I apologize if this dosent make much sense, our brains are tricky things and put gambling or any addiction into the mix and it makes things ten times more complicates.
BBB xxx
ButterflyBeeBeeParticipantI won’t lovely 🙂
Thank you.
ButterflyBeeBeeParticipantDay 1 again.
So today I woke up and surprisingly I’m in an ok mood.
Have found out I am going on holiday end of October and my hours in work have increased, and I am filled with a determination to work and save hard.
I have contacted gamban and complained about about the VPN failing and have accepted my mistakes and loss of money.
I have not been updating regularly and I am determind to rectify that and post more in the forums.
I will smash the month target and I am now aiming for five months being gamble free ready for new years (my original goal was 6 months)
This is a struggle and I have messed up. But no matter how many times I have failed I have always tried again.
Update soon.
BBB x
ButterflyBeeBeeParticipantSo today I have been feeling low. Thinking about gambling constantly. It was day 38 today. And then the VPN protecting my phone from accessing gambling sites stopped working. What did I do? Promptly blew £150 of my hard earned savings. Sad thing is I just feel so numb about it all. Back on the horse and back to day 1 tomorrow 🙁 Thank you to everyone who is following me.
ButterflyBeeBeeParticipantSo I have made it past day 30!
Instead of gambling like I wanted to (really bad cravings and thoughts to gamble. Thank god for gamban on both my laptop and phone!)
Instead of gambling away money this payday I have bought some lovely boots and jumpers ready for the autumn.
Feeling positive at the moment! Will update at day 40.
K,
Congrats on nine years! That is incredible! I know what you mean about that horrible sinking feeling.
I pray you never have to feel that feeling again xxx
ButterflyBeeBeeParticipantI have actually had a lot to deal with the last few days, which has taken my mind if gambling. However the TV adverts for bingo and slots have got my attention as I knew they would. I suppose I’m thinking ‘you’ve got to a month, your fine so you can gamble if you want’
The sensible part of my brain knows I can’t. But the other side is just like ‘you Havnet gambled in ages so its fine’
Thank you so much for your comment, your words mean a lot to me. How are you doing on your journey?
ButterflyBeeBeeParticipantSo tomorrow is day 30 the dreaded one month and I am finding myself thinking about gambling A LOT. Really need your help and support here guys 🙁
Taking each day as it comes now. Determind to make it to two months.
ButterflyBeeBeeParticipantHello all,
It has been seventeen days since I last gambled. As I fins myself getting closer to the month milestone I find myself thinking. More of gambling, which is riduculos considering my hours have been cut and I am barely scraping by!
Plan on just reading the forums and keep checking in.

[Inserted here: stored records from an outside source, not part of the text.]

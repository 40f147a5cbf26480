//! Stale-while-revalidate catalog loading.
//!
//! Resolution order: warm cache (returned immediately, refreshed in the
//! background when stale), then a blocking conditional fetch, then the bundled
//! snapshot. None of the read paths return an error; problems are reported as
//! warnings on the result.

use std::{
    path::{Path, PathBuf},
    time::Duration,
};

use {
    chrono::Utc,
    jfp_config::JfpConfig,
    serde::Serialize,
    tokio::task::JoinHandle,
    tracing::{debug, info, warn},
};

use crate::{
    cache::{RegistryCache, is_stale},
    client::{CatalogClient, FetchOutcome},
    embedded::bundled_registry,
    error::Result,
    library::{LIBRARY_FILE, read_library},
    local::load_local_prompts,
    types::{CacheMeta, Registry, RegistrySource},
};

/// A loaded catalog plus where it came from.
#[derive(Debug)]
pub struct RegistryLoadResult {
    pub registry: Registry,
    pub source: RegistrySource,
    /// The returned data is older than the configured TTL.
    pub stale: bool,
    /// Number of prompts merged from the local prompts directory.
    pub local_count: usize,
    pub warnings: Vec<String>,
    /// Set when a stale warm cache triggered a refresh.
    pub background_refresh: Option<BackgroundRefresh>,
}

/// What a background refresh ended up doing.
#[derive(Debug, Clone, Serialize)]
pub struct RefreshSummary {
    pub source: RegistrySource,
    pub prompt_count: usize,
    pub warnings: Vec<String>,
}

/// Handle to a detached refresh. Dropping it leaves the task running.
#[derive(Debug)]
pub struct BackgroundRefresh {
    handle: JoinHandle<RefreshSummary>,
    timeout: Duration,
}

impl BackgroundRefresh {
    /// Wait for the refresh, at most the configured request timeout plus a
    /// small grace period. Returns `None` when it did not finish in time.
    pub async fn finish(self) -> Option<RefreshSummary> {
        let budget = self.timeout + Duration::from_millis(250);
        let mut handle = self.handle;
        match tokio::time::timeout(budget, &mut handle).await {
            Ok(Ok(summary)) => Some(summary),
            Ok(Err(e)) => {
                warn!(error = %e, "background refresh task failed");
                None
            },
            Err(_) => {
                debug!("background refresh still running, abandoning");
                handle.abort();
                None
            },
        }
    }
}

#[derive(Debug, Clone, Serialize)]
pub struct RegistryStatus {
    pub url: String,
    pub cache_dir: PathBuf,
    pub cached: bool,
    pub meta: Option<CacheMeta>,
    pub age_secs: Option<i64>,
    pub stale: bool,
    pub ttl_secs: u64,
    pub auto_refresh: bool,
    pub library_path: Option<PathBuf>,
    pub library_prompts: Option<usize>,
    pub local_dir: Option<PathBuf>,
}

struct CatalogOutcome {
    registry: Registry,
    source: RegistrySource,
    stale: bool,
    warnings: Vec<String>,
}

#[derive(Debug, Clone)]
pub struct RegistryLoader {
    client: CatalogClient,
    cache: RegistryCache,
    cache_dir: PathBuf,
    local_dir: Option<PathBuf>,
    auto_refresh: bool,
    ttl_secs: u64,
    timeout: Duration,
}

impl RegistryLoader {
    pub fn new(config: &JfpConfig, tool_version: &str) -> Result<Self> {
        let cache_dir = config.registry.resolved_cache_dir();
        let timeout = Duration::from_millis(config.registry.timeout_ms);
        Ok(Self {
            client: CatalogClient::new(config.registry.url.clone(), timeout, tool_version)?,
            cache: RegistryCache::new(&cache_dir),
            local_dir: config
                .local_prompts
                .enabled
                .then(|| config.local_prompts.resolved_dir()),
            cache_dir,
            auto_refresh: config.registry.auto_refresh,
            ttl_secs: config.registry.cache_ttl_secs,
            timeout,
        })
    }

    pub fn cache_dir(&self) -> &Path {
        &self.cache_dir
    }

    pub fn timeout(&self) -> Duration {
        self.timeout
    }

    /// Load the catalog without ever blocking on the network when a usable
    /// cache exists.
    pub async fn load(&self) -> RegistryLoadResult {
        let outcome = match self.cache.read() {
            Some((registry, meta)) => {
                let stale = is_stale(&meta, self.ttl_secs);
                let background_refresh = (stale && self.auto_refresh).then(|| self.spawn_refresh());
                debug!(
                    prompts = registry.prompts.len(),
                    stale,
                    refreshing = background_refresh.is_some(),
                    "serving catalog from cache"
                );
                return self.finish(
                    CatalogOutcome {
                        registry,
                        source: RegistrySource::Cache,
                        stale,
                        warnings: Vec::new(),
                    },
                    background_refresh,
                );
            },
            None => self.fetch_catalog(None).await,
        };
        self.finish(outcome, None)
    }

    /// Revalidate the catalog now. Falls back like [`Self::load`] on failure.
    pub async fn refresh(&self) -> RegistryLoadResult {
        let cached = self.cache.read();
        let outcome = self.fetch_catalog(cached).await;
        self.finish(outcome, None)
    }

    pub fn status(&self) -> RegistryStatus {
        let cached = self.cache.read();
        let meta = cached
            .as_ref()
            .map(|(_, meta)| meta.clone())
            .or_else(|| self.cache.read_meta());
        let library = read_library(&self.cache_dir);
        RegistryStatus {
            url: self.client.url().to_string(),
            cache_dir: self.cache_dir.clone(),
            cached: cached.is_some(),
            age_secs: meta
                .as_ref()
                .map(|m| Utc::now().signed_duration_since(m.fetched_at).num_seconds()),
            stale: meta.as_ref().is_none_or(|m| is_stale(m, self.ttl_secs)),
            meta,
            ttl_secs: self.ttl_secs,
            auto_refresh: self.auto_refresh,
            library_path: library
                .as_ref()
                .map(|_| self.cache_dir.join(LIBRARY_FILE)),
            library_prompts: library.map(|l| l.prompts.len()),
            local_dir: self.local_dir.clone(),
        }
    }

    fn spawn_refresh(&self) -> BackgroundRefresh {
        let this = self.clone();
        let handle = tokio::spawn(async move {
            let cached = this.cache.read();
            let outcome = this.fetch_catalog(cached).await;
            RefreshSummary {
                source: outcome.source,
                prompt_count: outcome.registry.prompts.len(),
                warnings: outcome.warnings,
            }
        });
        BackgroundRefresh {
            handle,
            timeout: self.timeout,
        }
    }

    /// Conditional fetch against the endpoint, degrading to `cached` and then
    /// to the bundled snapshot.
    async fn fetch_catalog(&self, cached: Option<(Registry, CacheMeta)>) -> CatalogOutcome {
        let etag = cached.as_ref().and_then(|(_, meta)| meta.etag.as_deref());
        let mut warnings = Vec::new();

        match self.client.fetch(etag).await {
            Ok(FetchOutcome::Modified { registry, etag }) => {
                if let Err(e) = self.cache.write(&registry, etag) {
                    warn!(
                        dir = %self.cache_dir.display(),
                        error = %e,
                        "cannot write registry cache"
                    );
                    warnings.push(format!("catalog fetched but cache not saved: {e}"));
                }
                info!(prompts = registry.prompts.len(), "catalog fetched");
                return CatalogOutcome {
                    registry,
                    source: RegistrySource::Remote,
                    stale: false,
                    warnings,
                };
            },
            Ok(FetchOutcome::NotModified) => {
                if let Some((registry, _)) = cached {
                    if let Err(e) = self.cache.touch() {
                        warn!(error = %e, "cannot update registry cache timestamp");
                    }
                    debug!("catalog not modified");
                    return CatalogOutcome {
                        registry,
                        source: RegistrySource::Cache,
                        stale: false,
                        warnings,
                    };
                }
                warnings.push("catalog reported not modified but no cache is available".into());
            },
            Err(e) => {
                warn!(url = %self.client.url(), error = %e, "catalog fetch failed");
                warnings.push(format!("could not refresh catalog: {e}"));
            },
        }

        match cached {
            Some((registry, meta)) => CatalogOutcome {
                registry,
                source: RegistrySource::Cache,
                stale: is_stale(&meta, self.ttl_secs),
                warnings,
            },
            None => {
                warnings.push("using the bundled catalog snapshot".into());
                CatalogOutcome {
                    registry: bundled_registry(),
                    source: RegistrySource::Bundled,
                    stale: true,
                    warnings,
                }
            },
        }
    }

    /// Layer the downloaded library and local prompts over the catalog.
    fn finish(
        &self,
        outcome: CatalogOutcome,
        background_refresh: Option<BackgroundRefresh>,
    ) -> RegistryLoadResult {
        let CatalogOutcome {
            mut registry,
            source,
            stale,
            warnings,
        } = outcome;

        if let Some(library) = read_library(&self.cache_dir) {
            let merged = registry.merge_prompts(library.prompts);
            registry.merge_bundles(library.bundles);
            debug!(merged, "merged library prompts");
        }

        let local_count = match &self.local_dir {
            Some(dir) => {
                let local = load_local_prompts(dir);
                registry.merge_prompts(local)
            },
            None => 0,
        };

        RegistryLoadResult {
            registry,
            source,
            stale,
            local_count,
            warnings,
            background_refresh,
        }
    }
}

As always your support is so appreciated abd cherished.
Best wishes to all x
ButterflyBeeBeeParticipantHi guys, so I am currently on a mini break in Weston super mare and I have got to say- there is gambling everywhere! Arcades and slot machines! Thankfully my vice was online gambling (liked the annonymity of it I suppose) so I am not tempted, even if I am reminded about how common place gambling has and is becoming.
Thank you very much for everyone who has responded or is following I appreciate it very much, especially Monica and Laura for clarifying for me.
When the month roles around I will be updating far more regularly here than what I have been doing to keep myself grounded and focused.
Again I really appreciate anyone who takes the time to read or write a quick message, and when I get back on Wednesday I plan on spending some time on the forums and really going through them myself.